The task:
Take the data below and extract the lines from the one with "from TOML file" to the one with "Self::parse(&content)", inclusive, exactly as written.

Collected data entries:

========================

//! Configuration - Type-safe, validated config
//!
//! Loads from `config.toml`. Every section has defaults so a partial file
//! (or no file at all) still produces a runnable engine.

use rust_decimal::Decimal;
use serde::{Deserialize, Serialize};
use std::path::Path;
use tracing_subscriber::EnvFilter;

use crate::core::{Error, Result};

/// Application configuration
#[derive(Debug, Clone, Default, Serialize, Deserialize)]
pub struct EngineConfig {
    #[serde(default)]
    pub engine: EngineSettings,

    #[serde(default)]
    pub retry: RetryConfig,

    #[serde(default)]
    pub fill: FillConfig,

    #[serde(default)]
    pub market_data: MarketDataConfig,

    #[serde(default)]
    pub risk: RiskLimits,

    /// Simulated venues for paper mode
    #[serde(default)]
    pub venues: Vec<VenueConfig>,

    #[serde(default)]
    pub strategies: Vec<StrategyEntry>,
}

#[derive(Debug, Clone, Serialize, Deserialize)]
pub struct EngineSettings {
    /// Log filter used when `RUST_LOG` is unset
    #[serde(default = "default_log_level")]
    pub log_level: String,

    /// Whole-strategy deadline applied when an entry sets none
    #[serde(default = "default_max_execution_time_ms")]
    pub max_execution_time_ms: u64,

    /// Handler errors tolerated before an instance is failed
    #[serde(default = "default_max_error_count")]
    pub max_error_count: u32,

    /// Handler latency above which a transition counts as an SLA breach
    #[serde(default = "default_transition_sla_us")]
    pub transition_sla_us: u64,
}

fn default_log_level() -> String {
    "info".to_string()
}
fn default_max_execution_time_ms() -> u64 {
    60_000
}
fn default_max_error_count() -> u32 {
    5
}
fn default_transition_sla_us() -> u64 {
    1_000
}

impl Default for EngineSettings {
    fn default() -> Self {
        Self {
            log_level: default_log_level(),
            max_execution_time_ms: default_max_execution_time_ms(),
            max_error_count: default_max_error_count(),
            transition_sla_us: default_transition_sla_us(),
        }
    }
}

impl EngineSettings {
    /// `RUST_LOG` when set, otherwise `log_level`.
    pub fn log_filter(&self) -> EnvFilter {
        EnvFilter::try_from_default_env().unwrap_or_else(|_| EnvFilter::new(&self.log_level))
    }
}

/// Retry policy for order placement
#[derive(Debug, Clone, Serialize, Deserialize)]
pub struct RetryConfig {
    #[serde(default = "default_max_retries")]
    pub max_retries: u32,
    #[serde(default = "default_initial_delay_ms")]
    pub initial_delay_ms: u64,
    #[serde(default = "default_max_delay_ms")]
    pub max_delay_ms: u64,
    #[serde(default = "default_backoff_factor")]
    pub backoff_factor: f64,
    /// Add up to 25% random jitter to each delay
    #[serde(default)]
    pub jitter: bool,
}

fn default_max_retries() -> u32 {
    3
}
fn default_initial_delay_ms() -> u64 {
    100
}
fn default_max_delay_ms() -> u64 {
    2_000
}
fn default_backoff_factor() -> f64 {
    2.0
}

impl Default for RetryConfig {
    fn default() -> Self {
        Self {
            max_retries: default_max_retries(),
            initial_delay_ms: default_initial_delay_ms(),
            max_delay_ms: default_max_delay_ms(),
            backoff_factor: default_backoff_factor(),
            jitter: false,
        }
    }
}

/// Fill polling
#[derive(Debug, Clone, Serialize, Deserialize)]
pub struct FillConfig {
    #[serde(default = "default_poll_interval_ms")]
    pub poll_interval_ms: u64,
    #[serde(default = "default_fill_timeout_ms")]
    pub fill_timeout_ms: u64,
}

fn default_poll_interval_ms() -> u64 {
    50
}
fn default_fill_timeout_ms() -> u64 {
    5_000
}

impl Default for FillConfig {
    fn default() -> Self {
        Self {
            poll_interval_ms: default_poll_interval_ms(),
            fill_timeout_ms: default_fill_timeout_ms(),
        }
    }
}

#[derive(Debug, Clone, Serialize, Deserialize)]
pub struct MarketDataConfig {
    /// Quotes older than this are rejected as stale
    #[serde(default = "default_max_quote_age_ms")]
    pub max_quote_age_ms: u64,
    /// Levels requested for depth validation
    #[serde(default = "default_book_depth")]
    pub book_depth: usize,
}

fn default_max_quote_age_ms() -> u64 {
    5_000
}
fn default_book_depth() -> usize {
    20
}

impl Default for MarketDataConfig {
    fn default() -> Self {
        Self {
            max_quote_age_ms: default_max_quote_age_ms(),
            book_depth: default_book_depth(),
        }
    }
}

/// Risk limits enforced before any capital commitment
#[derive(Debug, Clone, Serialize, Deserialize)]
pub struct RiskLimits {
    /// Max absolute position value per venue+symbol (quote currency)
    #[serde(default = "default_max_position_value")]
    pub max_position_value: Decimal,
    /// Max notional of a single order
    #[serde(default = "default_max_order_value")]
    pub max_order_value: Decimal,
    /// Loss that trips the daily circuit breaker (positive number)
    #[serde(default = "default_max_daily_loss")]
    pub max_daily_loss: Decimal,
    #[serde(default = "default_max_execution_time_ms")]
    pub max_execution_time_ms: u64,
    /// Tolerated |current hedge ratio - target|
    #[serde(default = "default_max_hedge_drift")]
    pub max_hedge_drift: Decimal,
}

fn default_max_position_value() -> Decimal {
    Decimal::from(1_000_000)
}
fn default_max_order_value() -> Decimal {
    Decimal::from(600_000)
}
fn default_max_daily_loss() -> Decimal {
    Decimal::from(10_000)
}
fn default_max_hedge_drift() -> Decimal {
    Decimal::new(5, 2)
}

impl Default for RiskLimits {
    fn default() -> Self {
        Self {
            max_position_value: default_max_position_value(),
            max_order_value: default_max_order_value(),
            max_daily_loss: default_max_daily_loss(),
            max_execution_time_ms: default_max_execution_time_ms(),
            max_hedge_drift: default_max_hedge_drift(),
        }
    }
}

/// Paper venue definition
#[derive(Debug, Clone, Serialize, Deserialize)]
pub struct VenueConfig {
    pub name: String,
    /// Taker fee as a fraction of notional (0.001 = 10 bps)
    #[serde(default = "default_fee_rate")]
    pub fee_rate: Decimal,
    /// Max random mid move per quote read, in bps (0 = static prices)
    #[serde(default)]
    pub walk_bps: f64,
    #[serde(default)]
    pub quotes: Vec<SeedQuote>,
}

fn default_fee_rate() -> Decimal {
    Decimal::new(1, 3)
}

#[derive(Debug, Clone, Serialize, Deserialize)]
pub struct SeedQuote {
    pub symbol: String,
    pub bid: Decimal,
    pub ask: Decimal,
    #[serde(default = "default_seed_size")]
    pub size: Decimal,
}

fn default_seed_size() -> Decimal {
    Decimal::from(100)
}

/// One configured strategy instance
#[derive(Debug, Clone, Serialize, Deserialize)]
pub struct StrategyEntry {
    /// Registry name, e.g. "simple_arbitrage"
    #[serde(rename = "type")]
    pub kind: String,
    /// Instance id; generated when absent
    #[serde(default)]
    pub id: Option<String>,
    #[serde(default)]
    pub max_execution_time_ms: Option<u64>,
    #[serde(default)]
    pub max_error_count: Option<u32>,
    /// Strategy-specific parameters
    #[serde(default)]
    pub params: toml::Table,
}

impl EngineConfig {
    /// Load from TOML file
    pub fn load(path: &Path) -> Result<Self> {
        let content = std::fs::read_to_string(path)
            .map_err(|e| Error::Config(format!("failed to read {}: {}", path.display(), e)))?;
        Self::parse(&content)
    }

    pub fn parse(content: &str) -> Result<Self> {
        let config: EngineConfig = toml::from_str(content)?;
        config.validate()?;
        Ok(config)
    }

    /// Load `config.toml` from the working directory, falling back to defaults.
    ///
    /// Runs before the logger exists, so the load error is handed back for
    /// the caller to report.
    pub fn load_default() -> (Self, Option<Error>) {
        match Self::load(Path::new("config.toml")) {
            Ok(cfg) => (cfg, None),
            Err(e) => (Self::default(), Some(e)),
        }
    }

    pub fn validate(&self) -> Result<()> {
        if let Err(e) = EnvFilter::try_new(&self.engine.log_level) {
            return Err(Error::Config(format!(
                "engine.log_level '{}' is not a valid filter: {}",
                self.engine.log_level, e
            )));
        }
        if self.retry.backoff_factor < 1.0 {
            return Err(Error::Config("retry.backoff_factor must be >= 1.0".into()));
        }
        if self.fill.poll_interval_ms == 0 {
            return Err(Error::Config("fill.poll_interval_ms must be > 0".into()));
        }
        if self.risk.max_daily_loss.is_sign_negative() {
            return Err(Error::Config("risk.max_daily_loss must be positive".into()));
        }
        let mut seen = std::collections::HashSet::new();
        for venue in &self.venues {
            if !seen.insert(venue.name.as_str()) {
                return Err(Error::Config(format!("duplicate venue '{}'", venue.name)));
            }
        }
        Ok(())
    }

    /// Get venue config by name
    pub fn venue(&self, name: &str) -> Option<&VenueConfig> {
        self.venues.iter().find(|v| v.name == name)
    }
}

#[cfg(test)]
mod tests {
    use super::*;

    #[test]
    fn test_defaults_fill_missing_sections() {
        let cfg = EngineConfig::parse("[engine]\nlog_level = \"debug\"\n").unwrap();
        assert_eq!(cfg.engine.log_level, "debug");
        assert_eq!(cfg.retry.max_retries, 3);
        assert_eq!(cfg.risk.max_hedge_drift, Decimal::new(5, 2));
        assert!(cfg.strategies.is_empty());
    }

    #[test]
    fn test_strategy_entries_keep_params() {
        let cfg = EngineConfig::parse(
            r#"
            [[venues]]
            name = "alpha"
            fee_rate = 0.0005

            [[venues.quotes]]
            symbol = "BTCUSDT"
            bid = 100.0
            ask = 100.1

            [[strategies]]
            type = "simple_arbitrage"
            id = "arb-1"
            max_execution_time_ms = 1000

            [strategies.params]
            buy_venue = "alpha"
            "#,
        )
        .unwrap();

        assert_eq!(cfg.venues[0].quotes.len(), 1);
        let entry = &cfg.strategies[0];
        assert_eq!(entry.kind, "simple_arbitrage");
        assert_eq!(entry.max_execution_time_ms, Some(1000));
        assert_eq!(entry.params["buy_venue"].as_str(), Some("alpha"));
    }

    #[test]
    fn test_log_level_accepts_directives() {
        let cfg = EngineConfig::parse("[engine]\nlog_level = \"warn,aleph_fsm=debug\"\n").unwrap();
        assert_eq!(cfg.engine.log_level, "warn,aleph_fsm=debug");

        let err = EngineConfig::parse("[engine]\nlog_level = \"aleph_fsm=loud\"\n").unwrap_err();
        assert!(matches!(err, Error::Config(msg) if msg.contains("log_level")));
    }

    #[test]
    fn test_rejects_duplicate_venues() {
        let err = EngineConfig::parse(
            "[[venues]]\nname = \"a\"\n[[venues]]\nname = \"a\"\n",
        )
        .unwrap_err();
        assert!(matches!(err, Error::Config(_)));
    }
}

========================

Solved problem:
    /// Load from TOML file
    pub fn load(path: &Path) -> Result<Self> {
        let content = std::fs::read_to_string(path)
            .map_err(|e| Error::Config(format!("failed to read {}: {}", path.display(), e)))?;
        Self::parse(&content)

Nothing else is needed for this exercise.